La clé réside dans le couplage étroit de la vidéosurveillance avec les forces de police présentes dans la rue, afin d'accroître le niveau d'information des policiers, mais aussi de diminuer leur temps d'intervention.

En d'autres termes, il ne sert pas à grand-chose de repérer plus vite un problème si la police n'intervient pas plus vite. Dès lors, la situation française apparaît dans tout son paradoxe, pour ne pas dire dans son absurdité puisque la vidéoprotection est promue par les pouvoirs publics comme un substitut et une contrepartie à la réduction des effectifs policiers.

3. Il est sans doute inévitable que des entreprises à but lucratif cherchent à vendre leurs produits à tout prix, en les présentant comme dotés de facultés qu'ils n'ont qu'en partie et en dissimulant les coûts réels pour l'utilisateur. Cela se constate dans tous les domaines, et le marché privé de la sécurité n'échappe pas à la règle.

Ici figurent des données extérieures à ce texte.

impl Operation6Ghz {
    /// Parse from HE Operation 6 GHz Information field
    pub fn parse(data: &[u8]) -> Option<Self> {
        if data.len() < 5 {
            return None;
        }

        let primary = data[0];
        let control = data[1];
        let seg0 = data[2];
        let seg1 = data[3];
        let min_rate = data[4];

        let width = match (control >> 0) & 0x03 {
            0 => ChannelWidth6Ghz::Mhz20,
            1 => ChannelWidth6Ghz::Mhz40,
            2 => ChannelWidth6Ghz::Mhz80,
            3 => if seg1 != 0 { ChannelWidth6Ghz::Mhz160 } else { ChannelWidth6Ghz::Mhz80 },
            _ => ChannelWidth6Ghz::Mhz20,
        };

        Some(Self {
            primary_channel: primary,
            channel_width: width,
            duplicate_beacon: (control >> 2) & 0x01 != 0,
            regulatory_info: (control >> 3) & 0x07,
            center_freq_seg0: seg0,
            center_freq_seg1: seg1,
            min_rate,
        })
    }

    /// Get center frequency in MHz
    pub fn center_frequency(&self) -> u32 {
        5950 + (self.center_freq_seg0 as u32) * 5
    }
}

// ============================================================================
// 6 GHz Manager
// ============================================================================

/// WiFi 6 GHz band manager
pub struct Wifi6GhzManager {
    /// Regulatory domain
    regulatory: RegulatoryDomain6Ghz,
    /// Power type
    power_type: PowerType6Ghz,
    /// AFC response (if using SP)
    afc_response: Option<AfcResponse>,
    /// Discovered 6 GHz networks
    discovered_networks: Vec<Discovered6GhzNetwork>,
    /// Supported channels based on regulatory and AFC
    supported_channels: Vec<Channel6Ghz>,
    /// Initialized
    initialized: bool,
}

/// Discovered 6 GHz network
#[derive(Debug, Clone)]
pub struct Discovered6GhzNetwork {
    /// BSSID
    pub bssid: [u8; 6],
    /// SSID
    pub ssid: String,
    /// Channel
    pub channel: Channel6Ghz,
    /// Signal strength (dBm)
    pub rssi: i8,
    /// Discovery method
    pub discovery_method: DiscoveryMethod,
    /// HE capabilities
    pub he_caps: Option<He6GhzCapabilities>,
    /// Timestamp
    pub discovered_at: u64,
}
impl SimManager {
    pub const fn new() -> Self {
        Self {
            sim_cards: [None, None, None],
            active_data_slot: SimSlot::Slot1,
            active_voice_slot: SimSlot::Slot1,
            stats: SimStats::new(),
            initialized: AtomicBool::new(false),
        }
    }

    /// Initialize SIM manager
    pub fn init(&mut self) {
        // Initialize SIM slots
        self.sim_cards[0] = Some(SimCard::new(SimSlot::Slot1));
        self.sim_cards[1] = Some(SimCard::new(SimSlot::Slot2));
        self.sim_cards[2] = Some(SimCard::new(SimSlot::ESim));

        // Initialize each SIM
        for sim in self.sim_cards.iter_mut().flatten() {
            let _ = sim.init();
        }

        self.initialized.store(true, Ordering::SeqCst);
    }

    /// Get SIM card for slot
    pub fn get_sim(&self, slot: SimSlot) -> Option<&SimCard> {
        self.sim_cards[slot.index()].as_ref()
    }

    /// Get mutable SIM card for slot
    pub fn get_sim_mut(&mut self, slot: SimSlot) -> Option<&mut SimCard> {
        self.sim_cards[slot.index()].as_mut()
    }

    /// Get state of SIM in slot
    pub fn sim_state(&self, slot: SimSlot) -> SimState {
        self.sim_cards[slot.index()]
            .as_ref()
            .map(|s| s.state)
            .unwrap_or(SimState::Unknown)
    }

    /// Get SIM info for slot
    pub fn sim_info(&self, slot: SimSlot) -> Option<&SimInfo> {
        self.sim_cards[slot.index()]
            .as_ref()
            .map(|s| &s.info)
    }

    /// Verify PIN for slot
    pub fn verify_pin(&mut self, slot: SimSlot, pin: &str) -> KResult<()> {
        self.stats.pin_attempts.fetch_add(1, Ordering::Relaxed);

        let result = self.sim_cards[slot.index()]
            .as_mut()
            .ok_or(KError::NotFound)?
            .verify_pin(PinType::Pin1, pin);

        if result.is_ok() {
            self.stats.pin_successes.fetch_add(1, Ordering::Relaxed);
        } else {
            self.stats.pin_failures.fetch_add(1, Ordering::Relaxed);
        }

        result
    }

    /// Unblock PIN for slot
    pub fn unblock_pin(&mut self, slot: SimSlot, puk: &str, new_pin: &str) -> KResult<()> {
        self.sim_cards[slot.index()]
            .as_mut()
            .ok_or(KError::NotFound)?
            .unblock_pin(puk, new_pin)
    }

    /// Set active data slot
    pub fn set_data_slot(&mut self, slot: SimSlot) -> KResult<()> {
        if self.sim_state(slot) != SimState::Ready {
            return Err(KError::IO);
        }
        self.active_data_slot = slot;
        Ok(())
    }

    /// Set active voice slot
    pub fn set_voice_slot(&mut self, slot: SimSlot) -> KResult<()> {
        if self.sim_state(slot) != SimState::Ready {
            return Err(KError::IO);
        }
        self.active_voice_slot = slot;
        Ok(())
    }

    /// Get active data slot
    pub fn data_slot(&self) -> SimSlot {
        self.active_data_slot
    }

    /// Get active voice slot
    pub fn voice_slot(&self) -> SimSlot {
        self.active_voice_slot
    }

    /// Get contacts from slot
    pub fn get_contacts(&mut self, slot: SimSlot) -> KResult<Vec<SimContact>> {
        self.stats.contacts_read.fetch_add(1, Ordering::Relaxed);

        let sim = self.sim_cards[slot.index()]
            .as_mut()
            .ok_or(KError::NotFound)?;

        let contacts = sim.read_contacts()?;
        Ok(contacts.to_vec())
    }

    /// Add contact to slot
    pub fn add_contact(&mut self, slot: SimSlot, name: &str, number: &str) -> KResult<u16> {
        self.stats.contacts_written.fetch_add(1, Ordering::Relaxed);

        self.sim_cards[slot.index()]
            .as_mut()
            .ok_or(KError::NotFound)?
            .add_contact(name, number)
    }

    /// Get available SIM slots
    pub fn available_slots(&self) -> Vec<SimSlot> {
        let mut slots = Vec::new();

        for (i, sim) in self.sim_cards.iter().enumerate() {
            if let Some(sim) = sim {
                if sim.state == SimState::Ready {
                    slots.push(match i {
                        0 => SimSlot::Slot1,
                        1 => SimSlot::Slot2,
                        _ => SimSlot::ESim,
                    });
                }
            }
        }

        slots
    }

    /// Check if dual SIM active
    pub fn is_dual_sim(&self) -> bool {
        let ready_count = self.sim_cards.iter()
            .filter(|s| s.as_ref().map(|s| s.state == SimState::Ready).unwrap_or(false))
            .count();
        ready_count >= 2
    }

    /// Get statistics
    pub fn stats(&self) -> SimStatsSnapshot {
        SimStatsSnapshot {
            pin_attempts: self.stats.pin_attempts.load(Ordering::Relaxed),
            pin_successes: self.stats.pin_successes.load(Ordering::Relaxed),
            pin_failures: self.stats.pin_failures.load(Ordering::Relaxed),
            contacts_read: self.stats.contacts_read.load(Ordering::Relaxed),
            contacts_written: self.stats.contacts_written.load(Ordering::Relaxed),
            esim_downloads: self.stats.esim_downloads.load(Ordering::Relaxed),
        }
    }

    /// Format status string
    pub fn format_status(&self) -> String {
        use core::fmt::Write;
        let mut s = String::new();

        let _ = writeln!(s, "SIM Manager Status:");

        for (i, sim) in self.sim_cards.iter().enumerate() {
            let slot = match i {
                0 => SimSlot::Slot1,
                1 => SimSlot::Slot2,
                _ => SimSlot::ESim,
            };

            if let Some(sim) = sim {
                let _ = writeln!(s, "  {}: {} - {}",
                    slot.as_str(),
                    sim.state.description(),
                    if sim.state == SimState::Ready {
                        sim.info.network_name()
                    } else {
                        ""
                    }
                );
            }
        }

        let _ = writeln!(s, "\nActive slots:");
        let _ = writeln!(s, "  Data: {}", self.active_data_slot.as_str());
        let _ = writeln!(s, "  Voice: {}", self.active_voice_slot.as_str());

        s
    }
}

Il est en revanche plus étonnant que l'Etat participe à ce marketing par l'intermédiaire des préfets, ainsi que de fonctionnaires de police et de gendarmerie chargés de relayer sur le terrain le "plan de vente" des entreprises privées. En effet, les caméras perdent toute efficacité préventive lorsqu'elles ne sont reliées à aucun système de visionnage en temps réel et qu'une municipalité ou un bailleur ne peut donc qu'espérer, par exemple, récupérer le matin une image exploitable d'une infraction commise la veille.

Et que l'on ne dise pas que le raccordement des caméras aux postes de police ou de gendarmerie résoudra le problème puisque, encore une fois, cela s'effectue conjointement à la réduction du nombre de ces fonctionnaires et donc de leur disponibilité pour des missions nouvelles. En réalité, pour avoir des chances de donner des résultats, le système de caméras doit être relié à un centre de supervision dans lequel des opérateurs visionnent les images 24 heures sur 24 et 365 jours sur 365.

De plus, ces opérateurs doivent être assez nombreux pour limiter le nombre d'écrans à visionner faute de quoi, au bout de quelques minutes, les observations montrent qu'ils ne voient plus rien. Ainsi, l'on est en train de rompre l'égalité de traitement du service public et de compromettre toute politique globale et intégrée de prévention de la délinquance, au profit d'un mirage technologique que seules les communes les plus riches pourront s'offrir pour des profits qui s'estimeront davantage en termes de visibilité politique et de sentiment d'insécurité que de lutte efficace contre la délinquance. S'agit-il en tout cela d'une politique rationnelle, efficace et bonne gestionnaire des deniers publics ? Il est permis d'en douter.